Residents sound off against apartments
225-unit complex proposed in Germantown


March 24, 2015

GERMANTOWN — Nearly a dozen condo owners who live on Red Oak Circle and Windsor Drive do not want to be the neighbors of a proposed 225-unit apartment complex and told the village Plan Commission as much during a meeting of the plan commission Monday night.

The multi-family community, bearing the name Saxony Village, is being proposed by Scott Bence, agent for JBJ Development and Heritage Place Joint Venture. It would be built on 24 acres at N116 W16200 Main St., just south of the Park Avenue intersection.

Bence told the commissioners the development would feature five 45-unit three-story buildings and a 2,500-square-foot clubhouse with a pool. A pedestrian trail system would be created around the adjacent 8-acre wetland.

“We would also build a 24-stall parking lot for use by patrons of the Main Street businesses,” Bence said. “There would also be an onsite storm water basin that could be expanded for regional use.”

“I have been involved with this property since 1996. We’ve been patient but the time is right for this development,” Bence added. “We wanted to present this conceptual plan to get feedback from the village.”

“The downtown businesses have been asking for more parking. We think this development and the public parking lot could be the missing link for the downtown,” Bence said.

The target market for such a development is dual income young couples who may be just out of college but are not looking to purchase a house, Bence said, noting that an apartment community is also attractive to “empty-nesters and retired people who no longer want the work of keeping up a yard or a large home.
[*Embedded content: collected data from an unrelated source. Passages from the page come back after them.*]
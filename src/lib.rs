//! Dip Alerter Library
//!
//! Monitors a single asset's price feed and fires a bounded sequence of
//! buy-order notifications when drops cross configured thresholds, tracking
//! progress durably across restarts.
//!
//! The core is the trigger state machine in [`trigger`]: a pure evaluator
//! deciding whether a trigger fires, an executor that persists before it
//! notifies, and an atomic state store. Price feed, notification delivery
//! and scheduling are collaborators around it.

pub mod binance;
pub mod common;
pub mod config;
pub mod monitor;
pub mod notify;
pub mod trigger;

// Re-export commonly used types
pub use binance::{BinanceRestClient, PriceSource};
pub use common::clock::{Clock, SystemClock};
pub use common::errors::{AlerterError, Result};
pub use config::types::AppConfig;
pub use monitor::{CycleOutcome, Monitor, Scheduler};
pub use notify::{HttpEmailNotifier, Notifier};

// Trigger state machine types
pub use trigger::{
    Classification, Evaluation, FireDecision, JsonStateStore, NoFireReason, StateStore,
    TriggerEvaluator, TriggerExecutor, TriggerRecord, TriggerState,
};
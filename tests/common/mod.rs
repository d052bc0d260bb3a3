//! Common test utilities and fixtures

use std::sync::atomic::{AtomicBool, AtomicUsize, Ordering};
use std::sync::Mutex;

use async_trait::async_trait;
use chrono::{DateTime, Duration, NaiveDate, TimeZone, Utc};
use dip_alerter::{AlerterError, Clock, Notifier, Result, TriggerRecord, TriggerState};
use rust_decimal_macros::dec;

/// Starting instant used by the lifecycle tests: mid-morning UTC
pub fn start_instant() -> DateTime<Utc> {
    Utc.with_ymd_and_hms(2025, 6, 1, 10, 30, 0).unwrap()
}

/// A clock the tests can roll forward to simulate date changes
pub struct SteppingClock {
    current: Mutex<DateTime<Utc>>,
}

impl SteppingClock {
    pub fn new(start: DateTime<Utc>) -> Self {
        Self {
            current: Mutex::new(start),
        }
    }

    pub fn advance_days(&self, days: i64) {
        let mut current = self.current.lock().unwrap();
        *current += Duration::days(days);
    }
}

impl Clock for SteppingClock {
    fn now(&self) -> DateTime<Utc> {
        *self.current.lock().unwrap()
    }
}

/// Notifier double that counts deliveries and can be told to fail
#[derive(Default)]
pub struct RecordingNotifier {
    pub notified: Mutex<Vec<TriggerRecord>>,
    pub completions: AtomicUsize,
    pub fail_notify: AtomicBool,
}

#[async_trait]
impl Notifier for RecordingNotifier {
    async fn notify(&self, record: &TriggerRecord) -> Result<()> {
        if self.fail_notify.load(Ordering::SeqCst) {
            return Err(AlerterError::Notification("delivery refused".to_string()));
        }
        self.notified.lock().unwrap().push(record.clone());
        Ok(())
    }

    async fn notify_completion(&self, _history: &[TriggerRecord]) -> Result<()> {
        self.completions.fetch_add(1, Ordering::SeqCst);
        Ok(())
    }
}

/// A state that has already fired `count` triggers, one per day, the most
/// recent on `last_date`
pub fn state_after(count: u32, last_date: NaiveDate) -> TriggerState {
    let history: Vec<TriggerRecord> = (1..=count)
        .map(|sequence_number| {
            let offset = i64::from(count - sequence_number);
            let fired_date = last_date - Duration::days(offset);
            TriggerRecord {
                sequence_number,
                fired_at: fired_date.and_hms_opt(12, 0, 0).unwrap().and_utc(),
                fired_date,
                observed_price: dec!(95000),
                reference_close: dec!(100000),
                drop_percent: dec!(-5),
                classification: dip_alerter::Classification::IntradayDip,
            }
        })
        .collect();

    TriggerState {
        trigger_count: count,
        last_trigger_date: history.last().map(|r| r.fired_date),
        reference_close: Some(dec!(100000)),
        reference_close_date: Some(last_date),
        trigger_history: history,
    }
}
The community would offer a mix of one-, two- and three-bedroom units, Bence said.

If approved by the village, Bence said construction would begin in 2016.

During the public input part of the meeting, Jerry Myszewski told the commissioners that “225 units is a very large number.”
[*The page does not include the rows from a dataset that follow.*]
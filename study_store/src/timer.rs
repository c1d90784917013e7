/// Practice stopwatch, advanced by one second per [`Stopwatch::tick`].
///
/// With a limit it works as a countdown: [`Stopwatch::display`] shows the time left and the
/// watch stops by itself once the limit is reached.
#[derive(Debug, Clone, PartialEq, Default)]
pub struct Stopwatch {
    elapsed_seconds: u64,
    limit_seconds: Option<u64>,
    running: bool,
}

impl Stopwatch {
    pub fn new() -> Self {
        Stopwatch::default()
    }

    pub fn countdown(limit_seconds: u64) -> Self {
        Stopwatch {
            limit_seconds: Some(limit_seconds),
            ..Stopwatch::default()
        }
    }

    pub fn start(&mut self) {
        if !self.is_finished() {
            self.running = true;
        }
    }

    pub fn pause(&mut self) {
        self.running = false;
    }

    pub fn reset(&mut self) {
        self.pause();
        self.elapsed_seconds = 0;
    }

    /// Returns false when the watch is paused or finished and nothing changed.
    pub fn tick(&mut self) -> bool {
        if !self.running {
            return false;
        }

        self.elapsed_seconds += 1;
        if self.is_finished() {
            self.running = false;
        }
        true
    }

    pub fn is_running(&self) -> bool {
        self.running
    }

    pub fn elapsed(&self) -> u64 {
        self.elapsed_seconds
    }

    pub fn remaining(&self) -> Option<u64> {
        self.limit_seconds
            .map(|limit| limit.saturating_sub(self.elapsed_seconds))
    }

    pub fn is_finished(&self) -> bool {
        self.remaining() == Some(0)
    }

    pub fn display(&self) -> String {
        format_hms(self.remaining().unwrap_or(self.elapsed_seconds))
    }
}

pub fn format_hms(seconds: u64) -> String {
    format!(
        "{:02}:{:02}:{:02}",
        seconds / 3600,
        (seconds % 3600) / 60,
        seconds % 60
    )
}

#[cfg(test)]
mod tests {
    use super::{format_hms, Stopwatch};

    #[test]
    fn test_format_hms() {
        assert_eq!(format_hms(0), "00:00:00");
        assert_eq!(format_hms(59), "00:00:59");
        assert_eq!(format_hms(3_723), "01:02:03");
    }

    #[test]
    fn test_stopwatch_counts_only_when_running() {
        let mut watch = Stopwatch::new();

        assert!(!watch.tick());
        watch.start();
        assert!(watch.tick());
        assert!(watch.tick());
        watch.pause();
        assert!(!watch.tick());

        assert_eq!(watch.elapsed(), 2);
        assert_eq!(watch.display(), "00:00:02");

        watch.reset();
        assert_eq!(watch.elapsed(), 0);
        assert!(!watch.is_running());
    }

    #[test]
    fn test_countdown_stops_at_zero() {
        let mut watch = Stopwatch::countdown(2);
        watch.start();

        assert_eq!(watch.display(), "00:00:02");
        watch.tick();
        watch.tick();

        assert!(watch.is_finished());
        assert!(!watch.is_running());
        assert!(!watch.tick());
        assert_eq!(watch.display(), "00:00:00");

        watch.start();
        assert!(!watch.is_running());
    }
}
“At rush hour in the morning and the evening, that many additional cars would create a safety concern,” Myszewski said. “Apartments have a transient population. I would prefer to see a development where people develop roots in the community.”

Bruce Warnimont, a member of the Germantown School Board, but said he was not speaking in an official capacity, told the commissioners that the impact on the school district should be taken into account when considering approving the development.

“We are over capacity. We bus students to Rockfield Elementary School, which has capacity issues of its own, because we have no space at MacArthur Elementary,” Warnimont said.

Village President Dean Wolter, who also serves as chairman of the Plan Commission, said the presentation of the concept plan for the complex was strictly for consultation purposes.

“They brought the plan forward for feedback from the plan commission and the public,” Wolter said of the proposed project’s developers.

Wolter told the nearly standing-room-only audience that the developers would take that input into consideration and come back before the commission at a later date with a more detailed plan.